To answer these questions, scientists from Simon Fraser University (Canada) studied female false widows ( Steatoda grossa ) – a deeply invasive species that lives mainly in residential buildings, where they are able to breed all year round.

Scientists have figured out how false widows lure partners into love networks 2
Determining the origin of pheromone components that are added to the web to attract males. Most likely, in false widows, the posterior aggregate gland, located in the abdomen of females, is responsible for this

A total of 163 representatives of S. grossa participated in the study , 93 of them were sexually mature adult virgin females, and another 70 were young immature females.

For three days, on a special prismatic frame, they weaved nets, which were then collected by scientists and analyzed for the content of attractants.

To the surprise of the authors of the study, three previously unknown pheromone components were contained not only in the web of mature females, but also in the web of younger false widows.

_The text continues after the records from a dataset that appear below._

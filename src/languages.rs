//! Mapping from the app's locale file codes to translation service codes.
//!
//! Locale files are named after the codes the app uses (`zh.json`,
//! `he.json`, ...), which do not always match what the translation service
//! expects. The mapping sits behind [`LanguageMapper`] so runs and tests can
//! swap it out.

use anyhow::{bail, Result};
use std::collections::HashMap;

/// Resolves an app locale code to the code the translation service accepts.
pub trait LanguageMapper: Send + Sync {
    /// `None` means the service cannot translate into this language.
    fn service_code(&self, app_code: &str) -> Option<String>;
}

/// Codes the service accepts unchanged.
const IDENTITY_CODES: &[&str] = &[
    "af", "am", "ar", "az", "bg", "bn", "bs", "ca", "cs", "cy", "da", "de", "el", "en", "es",
    "et", "fa", "fi", "fr", "ga", "gu", "ha", "hi", "hr", "hu", "hy", "id", "is", "it", "ja",
    "ka", "kk", "km", "kn", "ko", "ky", "lo", "lt", "lv", "mk", "ml", "mn", "mr", "ms", "my",
    "ne", "nl", "no", "pa", "pl", "ps", "pt", "ro", "ru", "si", "sk", "sl", "so", "sq", "sr",
    "sv", "sw", "ta", "te", "th", "tr", "uk", "ur", "uz", "vi", "yo", "zu", "zh-CN", "zh-TW",
];

/// App codes that need a different service code.
const REMAPPED_CODES: &[(&str, &str)] = &[
    ("zh", "zh-CN"),
    ("zh-Hans", "zh-CN"),
    ("zh-Hant", "zh-TW"),
    ("he", "iw"),
    ("jv", "jw"),
    ("fil", "tl"),
    ("nb", "no"),
    ("pt-BR", "pt"),
    ("pt-PT", "pt"),
    ("es-MX", "es"),
];

/// Lookup table with the built-in mapping plus optional overrides.
#[derive(Debug, Clone)]
pub struct LanguageTable {
    codes: HashMap<String, String>,
}

impl LanguageTable {
    /// Table containing only the built-in mapping.
    pub fn builtin() -> Self {
        let codes = IDENTITY_CODES
            .iter()
            .map(|code| (code.to_string(), code.to_string()))
            .chain(
                REMAPPED_CODES
                    .iter()
                    .map(|(app, service)| (app.to_string(), service.to_string())),
            )
            .collect();
        Self { codes }
    }

    /// Table with no entries; only overrides will resolve.
    pub fn empty() -> Self {
        Self {
            codes: HashMap::new(),
        }
    }

    /// Add or replace one mapping.
    pub fn with_override(mut self, app_code: &str, service_code: &str) -> Self {
        self.codes
            .insert(app_code.to_string(), service_code.to_string());
        self
    }

    /// Apply overrides written as `app=service` pairs separated by commas,
    /// e.g. `kr=ko,tw=zh-TW`. Blank items are ignored.
    pub fn with_overrides(mut self, mappings: &str) -> Result<Self> {
        for item in mappings.split(',').map(str::trim).filter(|s| !s.is_empty()) {
            let Some((app, service)) = item.split_once('=') else {
                bail!("Invalid language mapping '{}'. Expected app=service", item);
            };
            let (app, service) = (app.trim(), service.trim());
            if app.is_empty() || service.is_empty() {
                bail!("Invalid language mapping '{}'. Expected app=service", item);
            }
            self = self.with_override(app, service);
        }
        Ok(self)
    }
}

impl Default for LanguageTable {
    fn default() -> Self {
        Self::builtin()
    }
}

impl LanguageMapper for LanguageTable {
    fn service_code(&self, app_code: &str) -> Option<String> {
        self.codes.get(app_code).cloned()
    }
}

However, as it turned out, in order for these three components of pheromones to become an effective attractant, attract partners and force them to court the female S. grossa , they must be chemically broken down.

For this, a special enzyme is provided in the composition of the web – carboxyl ester hydrolase. It turned out that it is precisely this component that is missing in the composition of the web of young false widows, who are not yet ready for mating and therefore are not able to weave an “attractive” web.

At the same time, according to the authors of the article, the speed of this enzyme directly depends on the pH value of the environment, that is, in this case, the web. Thus, by changing the pH of the released web, S. grossa females can regulate its attractiveness to males.